Relationship between color and physico-chemical properties of cashew apple (Anacardium occidentale L.) at different days of storage
Relación entre color y propiedades fisico-químicas del pseudofruto de caujil (Anacardium occidentale L.) en diferentes días de almacenamiento
DOI:
https://doi.org/10.15446/rfnam.v74n2.90073Keywords:
caujil, pseudo-fruit, physicochemical, polyphenols, ascorbic acid, color analysis (en)caujil, pseudofruto, fisicoquimico, polifenoles, ácido ascórbico, análisis de color (es)
Cashew is a fruiting specimen exported from different countries, including Venezuela, due to its high nutritional value and unique taste. However, only the fruit (cashew nut) is considered the most used part for consumption while the pseudo-fruit (cashew apple) is discarded due to its strong taste and smell. This study is based on the changes that occur in the physical and chemical composition of the pseudo-fruit of cashew (Anacardium occidentale L.) in different days of storage (0, 3, 6, 9, 12) related to the color analysis of the pseudo-fruit. Image analysis was performed using the CIELab color space, which revealed different maturity stages for samples from day 0 to day 12. Nevertheless, antioxidant activity refers to ascorbic acid, and polyphenols content showed a degradation before day 6 of storage. These results prove that cashew apples can be stored for long-term at room temperature (25 °C), but the color and physico-chemical properties suffer some changes decreasing their nutritional value after day 6 of storage. A correlation between image analysis and chemical parameters can be used to evaluate the optimal maturity stage in samples.

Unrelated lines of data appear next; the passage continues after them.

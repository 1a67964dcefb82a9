//! Error types for netdeploy-renderer.

use std::path::PathBuf;

use netdeploy_core::UnknownRole;
use thiserror::Error;

/// All errors that can arise from template loading and rendering.
#[derive(Debug, Error)]
pub enum RenderError {
    /// No `<name>.j2` or `<name>.tera` file in the template directory.
    #[error("template '{name}' not found in {dir}")]
    TemplateNotFound { name: String, dir: PathBuf },

    /// The template failed to parse; rendering was not attempted.
    #[error("template '{template}' has syntax errors: {}", .errors.join("; "))]
    Syntax { template: String, errors: Vec<String> },

    /// A variable the template needs is absent from the binding.
    #[error("template '{template}' references undefined variable '{name}'")]
    UndefinedVariable { template: String, name: String },

    #[error(transparent)]
    UnknownRole(#[from] UnknownRole),

    /// Tera template engine error, reported with its whole cause chain.
    #[error("template engine error: {}", error_chain(.0))]
    Tera(#[from] tera::Error),

    /// JSON serialization error (building tera context).
    #[error("context serialization error: {0}")]
    Serialization(#[from] serde_json::Error),

    /// Filesystem error while reading the template directory.
    #[error("template io error at {path}: {source}")]
    Io {
        path: PathBuf,
        #[source]
        source: std::io::Error,
    },
}

/// Join an error and all of its sources into one line.
///
/// Tera nests the useful part ("Variable `x` not found", the pest parse
/// position) under a generic "Failed to render" message.
pub fn error_chain(err: &(dyn std::error::Error + 'static)) -> String {
    let mut parts = vec![err.to_string()];
    let mut source = err.source();
    while let Some(inner) = source {
        let msg = inner.to_string();
        if !parts.contains(&msg) {
            parts.push(msg);
        }
        source = inner.source();
    }
    parts.join(": ")
}
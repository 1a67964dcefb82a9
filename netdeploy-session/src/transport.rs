//! The seam between the session manager and the network.
//!
//! [`SessionManager`](crate::SessionManager) only talks to a [`Connector`];
//! [`SshConnector`](crate::SshConnector) is the production implementation
//! and tests substitute their own.

use std::path::PathBuf;
use std::time::Duration;

use netdeploy_core::connection::Secret;

use crate::error::{ChannelError, ConnectError};
use crate::profile::DeviceProfile;

/// How to authenticate one session.
#[derive(Debug, Clone, PartialEq, Eq)]
pub enum Auth {
    /// Private key file that exists on disk.
    KeyFile(PathBuf),
    Password(Secret),
}

/// Everything a connector needs to open one device session.
#[derive(Debug, Clone)]
pub struct ConnectRequest {
    pub device: String,
    pub address: String,
    pub port: u16,
    pub username: String,
    pub auth: Auth,
    /// Bounds the TCP connect and every blocking read afterwards.
    pub timeout: Duration,
    pub profile: DeviceProfile,
}

/// Opens authenticated channels. One call is one connection attempt;
/// retries happen in the session manager.
pub trait Connector {
    fn open(&self, request: &ConnectRequest) -> Result<Box<dyn Channel>, ConnectError>;
}

/// An open, authenticated command channel to one device.
pub trait Channel {
    /// Send one command and return the device's raw output.
    fn execute(&mut self, command: &str) -> Result<String, ChannelError>;

    fn close(&mut self) -> Result<(), ChannelError>;
}
// ---------------------------------------------------------------------------
// Tests
// ---------------------------------------------------------------------------

#[cfg(test)]
mod tests {
    use super::*;
    use netdeploy_core::VariableValue;
    use tempfile::TempDir;

    fn dir_with(files: &[(&str, &str)]) -> TempDir {
        let dir = TempDir::new().unwrap();
        for (name, content) in files {
            std::fs::write(dir.path().join(name), content).unwrap();
        }
        dir
    }

    fn vars(pairs: &[(&str, &str)]) -> Variables {
        pairs
            .iter()
            .map(|(k, v)| (k.to_string(), VariableValue::from(*v)))
            .collect()
    }

    #[test]
    fn template_stem_strips_known_extensions() {
        assert_eq!(template_stem("core_switch.j2"), "core_switch");
        assert_eq!(template_stem("core_switch.tera"), "core_switch");
        assert_eq!(template_stem("core_switch"), "core_switch");
        assert_eq!(template_stem("notes.txt"), "notes.txt");
    }

    #[test]
    fn list_ignores_other_files() {
        let dir = dir_with(&[
            ("b.j2", "x"),
            ("a.tera", "y"),
            ("README.md", "z"),
            ("a.j2", "dup"),
        ]);
        let r = Renderer::new(dir.path()).unwrap();
        assert_eq!(r.list_templates().unwrap(), ["a", "b"]);
    }

    #[test]
    fn missing_directory_is_io_error() {
        let dir = TempDir::new().unwrap();
        let err = Renderer::new(dir.path().join("nope")).unwrap_err();
        assert!(matches!(err, RenderError::Io { .. }));
    }

    #[test]
    fn cache_is_filled_lazily_and_cleared_on_reload() {
        let dir = dir_with(&[("t.j2", "v1 {{ x }}")]);
        let r = Renderer::new(dir.path()).unwrap();
        assert_eq!(r.cached(), 0);
        assert_eq!(r.render("t", &vars(&[("x", "a")])).unwrap(), "v1 a");
        assert_eq!(r.cached(), 1);

        std::fs::write(dir.path().join("t.j2"), "v2 {{ x }}").unwrap();
        assert_eq!(r.render("t", &vars(&[("x", "a")])).unwrap(), "v1 a", "served from cache");
        r.reload();
        assert_eq!(r.cached(), 0);
        assert_eq!(r.render("t", &vars(&[("x", "a")])).unwrap(), "v2 a");
    }

    #[test]
    fn crlf_is_normalised() {
        let dir = dir_with(&[("t.j2", "line1\r\n{{ x }}\r\n")]);
        let r = Renderer::new(dir.path()).unwrap();
        let out = r.render("t", &vars(&[("x", "a")])).unwrap();
        assert!(!out.contains('\r'));
        assert_eq!(out, "line1\na\n");
    }

    #[test]
    fn html_is_not_escaped() {
        let dir = dir_with(&[("t.j2", "{{ banner }}")]);
        let r = Renderer::new(dir.path()).unwrap();
        let out = r.render("t", &vars(&[("banner", "<authorized & only>")])).unwrap();
        assert_eq!(out, "<authorized & only>");
    }

    #[test]
    fn guard_in_one_block_does_not_cover_another() {
        let dir = dir_with(&[(
            "t.j2",
            "{% if snmp is defined %}a{% endif %}\
             {% if snmp %}snmp-agent community {{ community }}{% endif %}\n\
             sysname {{ hostname }}",
        )]);
        let r = Renderer::new(dir.path()).unwrap();
        let err = r.render("t", &vars(&[("hostname", "SW1")])).unwrap_err();
        assert!(
            matches!(&err, RenderError::UndefinedVariable { name, .. } if name == "snmp"),
            "got {err:?}"
        );
    }

    #[test]
    fn include_is_loaded_from_the_directory() {
        let dir = dir_with(&[
            ("core.j2", "sysname {{ hostname }}\n{% include \"common\" %}"),
            ("common.j2", "ntp-service unicast-server {{ ntp_server }}"),
        ]);
        let r = Renderer::new(dir.path()).unwrap();
        let v = r.validate("core").unwrap();
        assert!(v.valid, "{:?}", v.errors);
        assert_eq!(v.variables, ["hostname", "ntp_server"]);

        let out = r
            .render("core", &vars(&[("hostname", "SW1"), ("ntp_server", "10.0.0.1")]))
            .unwrap();
        assert_eq!(out, "sysname SW1\nntp-service unicast-server 10.0.0.1");
    }

    #[test]
    fn extends_resolves_parent_by_file_name() {
        let dir = dir_with(&[
            ("base.j2", "#\n{% block body %}{% endblock body %}\nreturn"),
            (
                "edge.j2",
                "{% extends \"base.j2\" %}{% block body %}sysname {{ hostname }}{% endblock body %}",
            ),
        ]);
        let r = Renderer::new(dir.path()).unwrap();
        let out = r.render("edge", &vars(&[("hostname", "R1")])).unwrap();
        assert_eq!(out, "#\nsysname R1\nreturn");
    }

    #[test]
    fn missing_include_makes_template_invalid() {
        let dir = dir_with(&[("core.j2", "sysname {{ hostname }}\n{% include \"common\" %}")]);
        let r = Renderer::new(dir.path()).unwrap();
        let v = r.validate("core").unwrap();
        assert!(!v.valid);
        assert!(v.errors[0].contains("'common' not found"), "{:?}", v.errors);

        let err = r.render("core", &vars(&[("hostname", "SW1")])).unwrap_err();
        assert!(matches!(err, RenderError::Syntax { .. }), "got {err:?}");
    }

    #[test]
    fn include_cannot_leave_the_directory() {
        let dir = dir_with(&[("core.j2", "{% include \"../secret.j2\" %}")]);
        let r = Renderer::new(dir.path()).unwrap();
        assert!(!r.validate("core").unwrap().valid);
    }

    #[test]
    fn non_utf8_template_is_invalid_not_an_error() {
        let dir = dir_with(&[("good.j2", "sysname {{ hostname }}")]);
        std::fs::write(dir.path().join("bad.j2"), b"sysname \xff\xfe").unwrap();
        let r = Renderer::new(dir.path()).unwrap();

        let all = r.validate_all().unwrap();
        assert!(all["good"].valid);
        assert!(!all["bad"].valid);
        assert!(all["bad"].errors[0].contains("not valid UTF-8"), "{:?}", all["bad"].errors);
        assert_eq!(all["bad"].size, 10);

        let err = r.render("bad", &Variables::new()).unwrap_err();
        assert!(matches!(err, RenderError::Syntax { .. }), "got {err:?}");
    }

    #[test]
    fn undefined_variable_message_extraction() {
        let mut tera = Tera::default();
        tera.add_raw_template("t", "{{ a.b }}").unwrap();
        let mut ctx = tera::Context::new();
        ctx.insert("a", &serde_json::json!({}));
        let err = tera.render("t", &ctx).unwrap_err();
        assert_eq!(undefined_variable(&err).as_deref(), Some("a.b"));
    }
}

El caujil o marañón es un espécimen fructífero exportado desde diferentes países, entre ellos Venezuela, debido a su alto valor nutricional y sabor único. Sin embargo, solo el fruto del caujil (nuez o semilla) se considera la parte más usada para consumo, mientras que el pseudo-fruto se desecha debido a su fuerte sabor y olor. Este estudio se basa en los cambios que se producen en la composición física y química del pseudo-fruto de caujil (Anacardium occidentale L.) en diferentes días de almacenamiento (0, 3, 6, 9, 12) relacionada con el análisis de color del pseudo-fruto. El análisis de imagen se realizó utilizando el espacio de color CIELab que reveló diferentes etapas de madurez para las muestras desde el día 0 al día 12. Sin embargo, la actividad antioxidante, que se refiere al ácido ascórbico y el contenido de polifenoles, mostró una degradación antes del día 6 de almacenamiento. Estos resultados prueban que los pseudo-frutos de caujil pueden almacenarse a largo plazo a temperatura ambiente (25 °C), pero el color y los cambios fisico-químicos provocan una disminución en el valor nutricional del pseudo-fruto después del día 6 de almacenamiento. Se puede utilizar una correlación entre el análisis de imágenes y los parámetros químicos para evaluar la etapa de madurez óptima en las muestras.